Aluno da pós-graduação da COC, Marcos Bhering falou sobre o papel das agências internacionais e dos atores locais no planejamento familiar e o controle da natalidade no Brasil entre 1960 e 1980. Já Tiago Alves Jaques apresentou o processo de negociação e a validação em nível internacional da Convenção-Quadro, um acordo que visa o controle da utilização do tabaco.

O controle do câncer no país foi o tema da análise de Luiz Antonio Teixeira, pesquisador da Casa. A aluna Nicole Régine Garcia falou sobre o Prórural — a previdência social  no campo durante o governo do General Garrastazu Médici.  
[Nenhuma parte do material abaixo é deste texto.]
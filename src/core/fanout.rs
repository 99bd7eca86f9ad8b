//! Fan-out delivery of serialized events
//!
//! The coordinator hands each payload over as a job on a bounded queue and
//! only waits when that queue is full. A single worker drains jobs in order
//! and, within a job, sends to every recipient concurrently (bounded by
//! `max_concurrent_sends`). Jobs are processed one after another, so every
//! connection sees events in the order the coordinator produced them.

use futures_util::stream::{self, StreamExt};
use std::collections::HashSet;
use std::sync::Arc;
use std::time::{Duration, Instant};
use tokio::sync::mpsc;

use crate::core::connection::{Connection, ConnectionId};
use crate::core::intake::{HubEvent, WeakIntakeSender};
use crate::core::registry::RegistrySnapshot;

/// Which connections of a snapshot a job targets
#[derive(Debug, Clone, Copy, PartialEq, Eq)]
pub enum Recipients {
    /// Every connection, optionally skipping one
    All { except: Option<ConnectionId> },
    /// A single connection
    Only(ConnectionId),
}

impl Recipients {
    fn includes(&self, id: ConnectionId) -> bool {
        match self {
            Recipients::All { except } => *except != Some(id),
            Recipients::Only(target) => *target == id,
        }
    }
}

/// One payload to deliver against one registry snapshot
#[derive(Debug)]
struct FanoutJob {
    label: &'static str,
    payload: Arc<str>,
    snapshot: Arc<RegistrySnapshot>,
    recipients: Recipients,
}

/// Outcome of one job, for logging and tests
#[derive(Debug, Clone, Default, PartialEq, Eq)]
pub struct DeliveryReport {
    pub attempted: usize,
    pub delivered: usize,
    pub failed: Vec<ConnectionId>,
}

/// Cloneable handle the coordinator uses to enqueue deliveries
#[derive(Clone)]
pub struct FanoutSender {
    jobs: mpsc::Sender<FanoutJob>,
}

impl FanoutSender {
    /// Create the sender and the worker that must be spawned to drive it
    ///
    /// `failures` is the coordinator's intake. It is held weakly so the
    /// worker never keeps the hub alive on its own.
    pub fn new(
        job_capacity: usize,
        write_timeout: Duration,
        max_concurrent_sends: usize,
        failures: WeakIntakeSender,
    ) -> (Self, FanoutWorker) {
        let (tx, rx) = mpsc::channel(job_capacity.max(1));
        let worker = FanoutWorker {
            jobs: rx,
            write_timeout,
            max_concurrent_sends: max_concurrent_sends.max(1),
            failures,
            evicted: HashSet::new(),
        };
        (Self { jobs: tx }, worker)
    }

    /// Enqueue a delivery, waiting while the job queue is full
    ///
    /// Returns false if the worker has stopped.
    pub async fn dispatch(
        &self,
        label: &'static str,
        payload: Arc<str>,
        snapshot: Arc<RegistrySnapshot>,
        recipients: Recipients,
    ) -> bool {
        let job = FanoutJob {
            label,
            payload,
            snapshot,
            recipients,
        };
        if self.jobs.send(job).await.is_err() {
            log::error!("Fan-out worker has stopped, dropping {} delivery", label);
            return false;
        }
        true
    }
}

/// Drives queued deliveries
pub struct FanoutWorker {
    jobs: mpsc::Receiver<FanoutJob>,
    write_timeout: Duration,
    max_concurrent_sends: usize,
    failures: WeakIntakeSender,
    // Connections already reported as failed but possibly still in snapshots
    evicted: HashSet<ConnectionId>,
}

impl FanoutWorker {
    pub async fn run(mut self) {
        log::debug!(
            "Fan-out worker started (write timeout {:?}, {} concurrent sends)",
            self.write_timeout,
            self.max_concurrent_sends
        );

        while let Some(job) = self.jobs.recv().await {
            let label = job.label;
            let started = Instant::now();
            let report = self.deliver(job).await;
            log::debug!(
                "Delivered {} to {}/{} connections in {:?}",
                label,
                report.delivered,
                report.attempted,
                started.elapsed()
            );
        }

        log::info!("Fan-out worker shutting down");
    }

    async fn deliver(&mut self, job: FanoutJob) -> DeliveryReport {
        // Ids are never reused, so an evicted id missing from a newer
        // snapshot has been unregistered for good
        self.evicted.retain(|id| job.snapshot.contains(*id));

        let targets: Vec<Connection> = job
            .snapshot
            .pairs()
            .iter()
            .map(|entry| &entry.connection)
            .filter(|conn| job.recipients.includes(conn.id()) && !self.evicted.contains(&conn.id()))
            .cloned()
            .collect();

        let attempted = targets.len();
        let write_timeout = self.write_timeout;
        let payload = job.payload;

        let failed: Vec<ConnectionId> = stream::iter(targets)
            .map(|conn| {
                let payload = Arc::clone(&payload);
                async move {
                    match conn.send_text(&payload, write_timeout).await {
                        Ok(()) => {
                            log::trace!("Frame queued for {}", conn.id());
                            None
                        }
                        Err(e) => {
                            log::warn!("Error sending message to client {}: {}", conn.id(), e);
                            Some(conn.id())
                        }
                    }
                }
            })
            .buffer_unordered(self.max_concurrent_sends)
            .filter_map(|outcome| async move { outcome })
            .collect()
            .await;

        for id in &failed {
            self.evicted.insert(*id);
            self.report_failure(*id);
        }

        DeliveryReport {
            attempted,
            delivered: attempted - failed.len(),
            failed,
        }
    }

    // Must not wait on the coordinator
    fn report_failure(&self, id: ConnectionId) {
        match self.failures.upgrade() {
            Some(intake) => intake.send_detached(HubEvent::Unregister(id)),
            None => log::debug!("Hub stopped before {} could be unregistered", id),
        }
    }
}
No simpósio “Sociedade e assistência”, Luiz Otávio Ferreira, Laurinda Rosa Maciel e Kaori Kodama analisaram temas tais como a filantropia e a assistência à infância no início do século 20 na Bahia; a história de vida de internados em leprosários e a saúde de escravos durante a epidemia de cólera no Rio, a partir dos registros da Santa Casa sobre as mortes.

Algumas das apresentações previstas para os dias 22 e 23 de julho são as da pesquisadora Tânia Fernandes com as alunas Daiana Crus Chagas e Érica Mello e Souza que, na sexta, vão descrever as orientações utilizadas no Brasil durante a campanha visando a erradicação da varíola, banida há 30 anos do mundo.

Na quinta (22/7), Pedro Felipe Muñoz fala sobre História, memória e relações de gênero. Raphael da Silva apresenta trabalho sobre o primeiro movimento grevista médico no país, na década de 1950. Tânia Salgado Pimenta fala sobre o hospital da Santa Casa no Rio de Janeiro dos oitocentos.

Na sexta (23/7) há inúmeras apresentações, entre elas a de Rodrigo da Silva Magalhães sobre a febre amarela e as origens da medicina tropical no Brasil; e a de Fernando rebelo, sobre a imigração como um problema de saúde pública, a partir do caso da vinda do navio Carlo R. para o Brasil na virada do século 19 para o 20.

Tâmara Rangel vai falar sobre a institucionalização da medicina em Goiás, a partir dos médicos, nos anos 1940-70. Rômulo de Paula Andrade fala sobre saúde na Amazônia na década de 1950. Natacha Regazzini fala sobre documentos de arquivo como patrimônio cultural em uma perspectiva historiográfica.